Could you reproduce the lines below from the one with "filename crates/rt-core/src/expression.rs" through the one with "use crate::table::Table;"? Keep both ends and add nothing.

(PROVIDED DATA Opens)

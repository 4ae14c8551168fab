use std::path::Path;

use colored::Colorize;
use rt_core::Table;

use super::Context;

/// Optional descriptive metadata attached to a loaded table.
pub struct Details {
    pub title: Option<String>,
    pub flavor: Option<String>,
    pub campaign: Option<String>,
}

pub fn run(
    ctx: &Context,
    csv: &Path,
    name: &str,
    roll: &str,
    details: Details,
) -> Result<(), String> {
    let records = rt_store::io::read_csv(csv).map_err(|e| format!("{e}"))?;
    let engine = ctx.engine();

    let mut table = Table::load(records, name, roll, &engine)
        .map_err(|e| format!("{}: {e}", csv.display()))?;
    if let Some(title) = details.title {
        table = table.with_title(title);
    }
    if let Some(flavor) = details.flavor {
        table = table.with_flavor_text(flavor);
    }
    if let Some(campaign) = details.campaign {
        table = table.with_campaign(campaign);
    }

    let store = ctx.open_store()?;
    store.save_table(&table).map_err(|e| format!("{e}"))?;

    println!(
        "  {} table '{}' ({} rows)",
        "Loaded".green().bold(),
        table.name(),
        table.rows.len()
    );
    Ok(())
}
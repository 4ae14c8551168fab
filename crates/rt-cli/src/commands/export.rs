use std::io::Write;
use std::path::Path;

use colored::Colorize;
use rt_store::io;

use super::Context;

pub fn run(ctx: &Context, name: &str, format: &str, output: Option<&Path>) -> Result<(), String> {
    let store = ctx.open_store()?;
    let table = store.get_table(name).map_err(|e| format!("{e}"))?;

    match (format, output) {
        ("csv", Some(path)) => io::write_csv(path, &table.records()).map_err(|e| format!("{e}"))?,
        ("csv", None) => {
            io::write_csv_to(std::io::stdout().lock(), &table.records())
                .map_err(|e| format!("{e}"))?;
        }
        ("json", Some(path)) => io::write_table_json(path, &table).map_err(|e| format!("{e}"))?,
        ("json", None) => {
            let json = serde_json::to_string_pretty(&table).map_err(|e| format!("{e}"))?;
            writeln!(std::io::stdout().lock(), "{json}").map_err(|e| format!("{e}"))?;
        }
        (other, _) => return Err(format!("unknown format: {other} (expected csv or json)")),
    }

    if let Some(path) = output {
        eprintln!(
            "  {} table '{name}' to {}",
            "Exported".green().bold(),
            path.display()
        );
    }
    Ok(())
}
/// Configuration for a [`RollEngine`](crate::RollEngine).
#[derive(Debug, Clone, Default)]
pub struct EngineConfig {
    /// RNG seed for reproducible rolls. `None` seeds from the OS.
    pub seed: Option<u64>,
}

impl EngineConfig {
    /// Set the RNG seed.
    pub fn with_seed(mut self, seed: u64) -> Self {
        self.seed = Some(seed);
        self
    }
}
//! The storage contract shared by every backend.

use rt_core::Table;

use crate::error::StoreResult;

/// Persists whole tables by name.
///
/// Implementations serialize their own operations, so a store can be
/// shared between threads behind a plain reference.
pub trait Backingstore: Send + Sync {
    /// Insert or replace a table. Fails with
    /// [`StoreError::TableInvalid`](crate::StoreError::TableInvalid) if the
    /// table has no name; nothing is written in that case.
    fn save_table(&self, table: &Table) -> StoreResult<()>;

    /// Load a table by name.
    fn get_table(&self, name: &str) -> StoreResult<Table>;

    /// Remove a table by name.
    fn delete_table(&self, name: &str) -> StoreResult<()>;

    /// One `name,roll_expression,rollable` line per table, sorted.
    fn list_tables(&self) -> StoreResult<Vec<String>>;
}
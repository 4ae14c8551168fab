use comfy_table::{ContentArrangement, Table};

use super::Context;

pub fn run(ctx: &Context) -> Result<(), String> {
    let store = ctx.open_store()?;
    let summaries = store.list_tables().map_err(|e| format!("{e}"))?;

    if summaries.is_empty() {
        println!("  No tables found.");
        return Ok(());
    }

    let mut table = Table::new();
    table.set_content_arrangement(ContentArrangement::Dynamic);
    table.set_header(vec!["Name", "Roll", "Rollable"]);

    // Summaries are "name,expression,rollable"; only the name may contain commas.
    for summary in &summaries {
        let mut fields = summary.rsplitn(3, ',');
        let rollable = fields.next().unwrap_or_default();
        let expression = fields.next().unwrap_or_default();
        let name = fields.next().unwrap_or_default();
        let expression = if expression.is_empty() { "—" } else { expression };
        table.add_row(vec![name, expression, rollable]);
    }

    println!("{table}");
    println!();
    println!("  {} tables", summaries.len());

    Ok(())
}
//! Rolling several identical dice at once.

use rand::Rng;

use super::{Die, RollResult};
use crate::error::{DiceError, DiceResult};
use crate::expression::MAX_DICE;

/// A number of identical dice rolled together, such as the `3d8` of `3d8+2`.
#[derive(Debug, Clone, Copy, PartialEq, Eq)]
pub struct DicePool {
    /// How many dice.
    pub count: u32,
    /// Which die.
    pub die: Die,
}

impl DicePool {
    /// A pool of `count` dice, up to [`MAX_DICE`].
    pub fn new(count: u32, die: Die) -> DiceResult<Self> {
        if count > MAX_DICE {
            return Err(DiceError::TooManyDice(count));
        }
        Ok(Self { count, die })
    }

    /// Roll every die once.
    pub fn roll<G: Rng + ?Sized>(&self, rng: &mut G) -> RollResult {
        let sides = self.die.sides();
        RollResult {
            die: self.die,
            values: (0..self.count).map(|_| rng.random_range(1..=sides)).collect(),
        }
    }
}
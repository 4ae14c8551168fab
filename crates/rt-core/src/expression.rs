use std::collections::HashSet;

use rt_dice::DiceRoller;
use tracing::debug;

use crate::engine::RollEngine;
use crate::error::{TableError, TableResult};
use crate::query::{Request, TableQuery};
use crate::table::Table;

/// Draws allowed per table row when collecting distinct rows.
///
/// Bounds the retry loop when the roll expression cannot reach every row.
pub const UNIQUE_ATTEMPTS_PER_ROW: usize = 64;

impl Table {
    /// Evaluate a table expression such as `2?npc` against this table.
    ///
    /// Returns the header followed by the requested rows in the order they
    /// were drawn.
    pub fn expression<R: DiceRoller>(
        &self,
        expression: &str,
        engine: &mut RollEngine<R>,
    ) -> TableResult<Vec<Vec<String>>> {
        let query = TableQuery::parse(expression)?;
        self.query(&query, engine)
    }

    /// Evaluate an already parsed table expression.
    pub fn query<R: DiceRoller>(
        &self,
        query: &TableQuery,
        engine: &mut RollEngine<R>,
    ) -> TableResult<Vec<Vec<String>>> {
        if query.table != self.meta.name {
            return Err(TableError::TableMismatch {
                table: self.meta.name.clone(),
                requested: query.table.clone(),
            });
        }
        if !self.meta.rollable_table {
            return Err(TableError::NotRollable(self.meta.name.clone()));
        }

        debug!(table = %self.meta.name, %query, "evaluating table expression");

        let mut data = vec![self.meta.headers.clone()];
        match query.request {
            Request::Exact { row } => data.push(self.get_row(row, engine)?),
            Request::Random {
                count,
                unique: false,
            } => {
                for _ in 0..count {
                    let (row, _) = self.random_row(engine)?;
                    data.push(row);
                }
            }
            Request::Random {
                count,
                unique: true,
            } => data.extend(self.distinct_rows(count, engine)?),
        }
        Ok(data)
    }

    /// Draw up to `count` random rows, none of them twice.
    ///
    /// Distinctness is by row, not by roll value: two rolls landing in the
    /// same range row count as a repeat. Stops early once every row has been
    /// drawn.
    fn distinct_rows<R: DiceRoller>(
        &self,
        count: u32,
        engine: &mut RollEngine<R>,
    ) -> TableResult<Vec<Vec<String>>> {
        let wanted = usize::try_from(count).unwrap_or(usize::MAX);
        let max_attempts = self.rows.len().saturating_mul(UNIQUE_ATTEMPTS_PER_ROW);

        let mut seen = HashSet::new();
        let mut rows = Vec::new();
        let mut attempts = 0;
        while rows.len() < wanted && seen.len() < self.rows.len() {
            if attempts == max_attempts {
                debug!(
                    table = %self.meta.name,
                    found = rows.len(),
                    "gave up looking for more distinct rows"
                );
                break;
            }
            attempts += 1;

            let (index, _) = self.sample(engine)?;
            if seen.insert(index) {
                rows.push(self.render(index, engine));
            }
        }
        Ok(rows)
    }
}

(PROVIDED DATA Closes)

- [SOLUTION TO THIS TASK]
filename crates/rt-core/src/expression.rs
use std::collections::HashSet;

use rt_dice::DiceRoller;
use tracing::debug;

use crate::engine::RollEngine;
use crate::error::{TableError, TableResult};
use crate::query::{Request, TableQuery};
use crate::table::Table;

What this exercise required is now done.